use thiserror::Error;

#[derive(Debug, Error)]
pub enum Error {
    #[error("database error: {0}")]
    Database(#[from] rusqlite::Error),

    #[error("not found")]
    NotFound,

    #[error("project {0} does not exist")]
    ProjectNotFound(i64),

    #[error("user {0} does not exist")]
    UserNotFound(i64),

    #[error("team {0} does not exist")]
    TeamNotFound(i64),

    #[error("link share does not exist")]
    LinkShareNotFound,

    #[error("already exists")]
    AlreadyExists,

    #[error("user or team already has access to this project")]
    AlreadyHasAccess,

    #[error("token lookup collision")]
    TokenLookupCollision,

    #[error("project {0} has a cyclic parent chain")]
    CorruptHierarchy(i64),

    #[error("a project cannot be moved below itself or one of its children")]
    CyclicHierarchy,

    #[error("io error: {0}")]
    Io(#[from] std::io::Error),

    #[error("invalid configuration: {0}")]
    Config(String),

    #[error("unauthorized")]
    Unauthorized,

    #[error("forbidden")]
    Forbidden,

    #[error("project {0} is archived")]
    ProjectIsArchived(i64),

    #[error("this link share requires a password")]
    LinkSharePasswordRequired,

    #[error("the provided link share password is invalid")]
    LinkSharePasswordInvalid,

    #[error("invalid token format")]
    InvalidTokenFormat,

    #[error("token expired")]
    TokenExpired,

    #[error("bad request: {0}")]
    BadRequest(String),

    #[error("invalid permission: {0}")]
    InvalidPermission(String),
}

impl Error {
    /// Symbolic code surfaced to API clients alongside the message.
    #[must_use]
    pub fn code(&self) -> &'static str {
        match self {
            Error::ProjectNotFound(_) => "ProjectNotFound",
            Error::UserNotFound(_) => "UserNotFound",
            Error::TeamNotFound(_) => "TeamNotFound",
            Error::LinkShareNotFound => "LinkShareNotFound",
            Error::NotFound => "NotFound",
            Error::AlreadyExists => "AlreadyExists",
            Error::AlreadyHasAccess => "AlreadyHasAccess",
            Error::CorruptHierarchy(_) => "CorruptHierarchy",
            Error::CyclicHierarchy => "CyclicHierarchy",
            Error::Unauthorized | Error::InvalidTokenFormat => "Unauthorized",
            Error::TokenExpired => "TokenExpired",
            Error::Forbidden => "Forbidden",
            Error::ProjectIsArchived(_) => "ProjectIsArchived",
            Error::LinkSharePasswordRequired => "LinkSharePasswordRequired",
            Error::LinkSharePasswordInvalid => "LinkSharePasswordInvalid",
            Error::BadRequest(_) => "BadRequest",
            Error::InvalidPermission(_) => "InvalidPermission",
            Error::Database(_)
            | Error::Io(_)
            | Error::Config(_)
            | Error::TokenLookupCollision => "Internal",
        }
    }

    /// Authorization and credential outcomes are answers, not failures.
    #[must_use]
    pub fn is_business_outcome(&self) -> bool {
        matches!(
            self,
            Error::Forbidden
                | Error::ProjectIsArchived(_)
                | Error::LinkSharePasswordRequired
                | Error::LinkSharePasswordInvalid
        )
    }
}

pub type Result<T> = std::result::Result<T, Error>;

Required work:
After reading the records above, work out how many lines contain "TokenLookupCollision" and give that number only.

Task solution:
2